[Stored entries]
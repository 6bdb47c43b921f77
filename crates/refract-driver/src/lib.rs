//! Reflection driver for Refract.
//!
//! This crate runs the reflection pipeline over parsed files:
//! 1. Split a file into namespace blocks
//! 2. Build the resolution context of each block
//! 3. Reflect every function declared in the block
//! 4. Collect the results into a [`FileReflection`]

mod builder;
mod config;

pub use builder::build_function;
pub use config::ReflectorConfig;

use rayon::prelude::*;
use refract_ast::{LineIndex, SourceFile, Span, Stmt, StmtKind};
use refract_model::FileReflection;
use refract_resolver::{build_block_context, build_context};
use refract_types::{FqsenError, ResolutionContext};
use thiserror::Error;

/// A reflection error.
#[derive(Debug, Clone, Error)]
pub enum ReflectError {
    #[error("cannot reflect `{name}`: {source}")]
    InvalidElement {
        name: String,
        span: Span,
        #[source]
        source: FqsenError,
    },
}

impl ReflectError {
    /// Get the span of the offending declaration.
    pub fn span(&self) -> Span {
        match self {
            ReflectError::InvalidElement { span, .. } => *span,
        }
    }
}

/// A parsed file queued for reflection.
#[derive(Debug, Clone)]
pub struct SourceInput {
    /// Path or label used in reports.
    pub path: Option<String>,
    pub ast: SourceFile,
    /// Original source text; without it locations stay unknown.
    pub source: Option<String>,
}

/// Reflects parsed files into in-memory element models.
#[derive(Debug, Clone, Default)]
pub struct Reflector {
    config: ReflectorConfig,
}

impl Reflector {
    /// Create a reflector with the given configuration.
    pub fn new(config: ReflectorConfig) -> Self {
        Self { config }
    }

    /// Get the active configuration.
    pub fn config(&self) -> &ReflectorConfig {
        &self.config
    }

    /// Reflect a single file.
    pub fn reflect(
        &self,
        path: Option<&str>,
        file: &SourceFile,
        source: Option<&str>,
    ) -> Result<FileReflection, ReflectError> {
        if self.config.verbose {
            tracing::info!(path = path.unwrap_or("<input>"), "reflecting");
        }

        let lines = source.map(LineIndex::new);
        let mut reflection = FileReflection::new(path.map(str::to_string));

        let has_namespaces = file
            .stmts
            .iter()
            .any(|stmt| matches!(stmt.node, StmtKind::Namespace(_)));

        if has_namespaces {
            for stmt in &file.stmts {
                match &stmt.node {
                    StmtKind::Namespace(namespace) => {
                        let ctx = build_context(Some(namespace));
                        self.reflect_block(
                            &namespace.stmts,
                            ctx,
                            lines.as_ref(),
                            &mut reflection,
                        )?;
                    }
                    StmtKind::Function(decl) => {
                        tracing::debug!(
                            name = %decl.name.node,
                            "function outside namespace blocks ignored"
                        );
                    }
                    _ => {}
                }
            }
        } else {
            // Code without namespace declarations lives in an unnamed block
            // whose imports still apply.
            let ctx = build_block_context(None, &file.stmts);
            self.reflect_block(&file.stmts, ctx, lines.as_ref(), &mut reflection)?;
        }

        tracing::debug!(
            functions = reflection.function_count(),
            namespaces = reflection.contexts().len(),
            "reflected file"
        );
        Ok(reflection)
    }

    /// Reflect several files in parallel. Results keep the input order.
    pub fn reflect_all(
        &self,
        inputs: &[SourceInput],
    ) -> Vec<Result<FileReflection, ReflectError>> {
        inputs
            .par_iter()
            .map(|input| {
                self.reflect(input.path.as_deref(), &input.ast, input.source.as_deref())
            })
            .collect()
    }

    fn reflect_block(
        &self,
        stmts: &[Stmt],
        ctx: ResolutionContext,
        lines: Option<&LineIndex>,
        reflection: &mut FileReflection,
    ) -> Result<(), ReflectError> {
        for stmt in stmts {
            let StmtKind::Function(decl) = &stmt.node else {
                continue;
            };
            match build_function(decl, &ctx, lines) {
                Ok(function) => {
                    reflection.add_function(function);
                }
                Err(error) if self.config.skip_invalid => {
                    tracing::warn!(
                        name = %decl.name.node,
                        namespace = ctx.namespace(),
                        %error,
                        "skipping function with invalid identity"
                    );
                }
                Err(source) => {
                    return Err(ReflectError::InvalidElement {
                        name: decl.name.node.to_string(),
                        span: stmt.span,
                        source,
                    });
                }
            }
        }
        reflection.add_context(ctx);
        Ok(())
    }
}

#[cfg(test)]
mod tests {
    use super::*;
    use refract_ast::{
        FunctionDecl, Name, Namespace, Param, Spanned, TypeHint, UseDecl, UseItem, UseKind,
    };
    use refract_types::{Fqsen, Type};

    fn stmt(kind: StmtKind) -> Stmt {
        Spanned::detached(kind)
    }

    fn use_stmt(name: &str) -> Stmt {
        stmt(StmtKind::Use(UseDecl::Plain {
            kind: UseKind::Normal,
            items: vec![UseItem::new(Name::parse(name))],
        }))
    }

    fn function(name: &str, param_type: &str) -> Stmt {
        let mut param = Param::new("value");
        param.ty = Some(TypeHint::named(param_type));
        let mut decl = FunctionDecl::new(name);
        decl.params.push(param);
        stmt(StmtKind::Function(decl))
    }

    fn namespace(name: &str, stmts: Vec<Stmt>) -> Stmt {
        stmt(StmtKind::Namespace(Namespace::new(Some(Name::parse(name)), stmts)))
    }

    fn file(stmts: Vec<Stmt>) -> SourceFile {
        SourceFile {
            stmts,
            span: Span::default(),
        }
    }

    fn fqsen(s: &str) -> Fqsen {
        Fqsen::new(s).unwrap()
    }

    #[test]
    fn test_global_file_uses_imports() {
        let ast = file(vec![
            use_stmt("Vendor\\Widget"),
            function("render", "Widget"),
            stmt(StmtKind::Other("echo".into())),
        ]);
        let reflection = Reflector::default().reflect(None, &ast, None).unwrap();

        assert_eq!(reflection.contexts().len(), 1);
        assert_eq!(reflection.contexts()[0].namespace(), "");
        let render = reflection.get(&fqsen("\\render()")).unwrap();
        assert_eq!(
            render.arguments()[0].ty(),
            &Type::object(fqsen("\\Vendor\\Widget"))
        );
    }

    #[test]
    fn test_global_file_matches_unnamed_block() {
        let stmts = vec![use_stmt("Vendor\\Widget"), function("render", "Widget")];
        let bare = Reflector::default().reflect(None, &file(stmts.clone()), None).unwrap();
        let wrapped = Reflector::default()
            .reflect(
                None,
                &file(vec![stmt(StmtKind::Namespace(Namespace::new(None, stmts)))]),
                None,
            )
            .unwrap();

        assert_eq!(bare.contexts(), wrapped.contexts());
        assert_eq!(
            bare.get(&fqsen("\\render()")).map(|f| f.arguments()[0].ty().clone()),
            wrapped.get(&fqsen("\\render()")).map(|f| f.arguments()[0].ty().clone())
        );
    }

    #[test]
    fn test_namespaces_resolve_independently() {
        let ast = file(vec![
            namespace("First", vec![use_stmt("Lib\\Item"), function("make", "Item")]),
            namespace("Second", vec![function("make", "Item")]),
        ]);
        let reflection = Reflector::default()
            .reflect(Some("two.php"), &ast, None)
            .unwrap();

        assert_eq!(reflection.path.as_deref(), Some("two.php"));
        assert_eq!(reflection.contexts().len(), 2);
        let first = reflection.get(&fqsen("\\First\\make()")).unwrap();
        assert_eq!(first.arguments()[0].ty(), &Type::object(fqsen("\\Lib\\Item")));
        let second = reflection.get(&fqsen("\\Second\\make()")).unwrap();
        assert_eq!(
            second.arguments()[0].ty(),
            &Type::object(fqsen("\\Second\\Item"))
        );
    }

    #[test]
    fn test_invalid_function_skipped_by_default() {
        let ast = file(vec![function("bad name", "int"), function("good", "int")]);
        let reflection = Reflector::default().reflect(None, &ast, None).unwrap();
        assert_eq!(reflection.function_count(), 1);
        assert!(reflection.get(&fqsen("\\good()")).is_some());
    }

    #[test]
    fn test_invalid_function_fails_when_strict() {
        let config = ReflectorConfig {
            skip_invalid: false,
            ..ReflectorConfig::default()
        };
        let mut bad = function("bad name", "int");
        bad.span = Span::new(10, 30);
        let ast = file(vec![bad]);

        let err = Reflector::new(config).reflect(None, &ast, None).unwrap_err();
        assert_eq!(err.span(), Span::new(10, 30));
        assert!(matches!(err, ReflectError::InvalidElement { ref name, .. } if name == "bad name"));
    }

    #[test]
    fn test_locations_need_source() {
        let source = "<?php\nfunction go() {}\n";
        let mut decl = FunctionDecl::new("go");
        decl.name.span = Span::new(15, 17);
        let ast = file(vec![stmt(StmtKind::Function(decl))]);

        let with_source = Reflector::default().reflect(None, &ast, Some(source)).unwrap();
        let go = with_source.get(&fqsen("\\go()")).unwrap();
        assert_eq!(go.location().line(), 2);
        assert_eq!(go.location().column(), Some(10));

        let without = Reflector::default().reflect(None, &ast, None).unwrap();
        assert!(!without.get(&fqsen("\\go()")).unwrap().location().is_known());
    }

    #[test]
    fn test_reflect_all_keeps_order() {
        let inputs: Vec<SourceInput> = (0..8)
            .map(|i| SourceInput {
                path: Some(format!("f{i}.php")),
                ast: file(vec![namespace(&format!("N{i}"), vec![function("f", "int")])]),
                source: None,
            })
            .collect();

        let results = Reflector::default().reflect_all(&inputs);
        assert_eq!(results.len(), 8);
        for (i, result) in results.into_iter().enumerate() {
            let reflection = result.unwrap();
            assert_eq!(reflection.path, Some(format!("f{i}.php")));
            assert!(reflection.get(&fqsen(&format!("\\N{i}\\f()"))).is_some());
        }
    }
}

# [Exercise description]
Copy out, exactly and alone, the lines of the entries above between the ones holding "let ctx = build_context(Some(namespace));" and "imports still apply.", inclusive.

# [Answer below]
                        let ctx = build_context(Some(namespace));
                        self.reflect_block(
                            &namespace.stmts,
                            ctx,
                            lines.as_ref(),
                            &mut reflection,
                        )?;
                    }
                    StmtKind::Function(decl) => {
                        tracing::debug!(
                            name = %decl.name.node,
                            "function outside namespace blocks ignored"
                        );
                    }
                    _ => {}
                }
            }
        } else {
            // Code without namespace declarations lives in an unnamed block
            // whose imports still apply.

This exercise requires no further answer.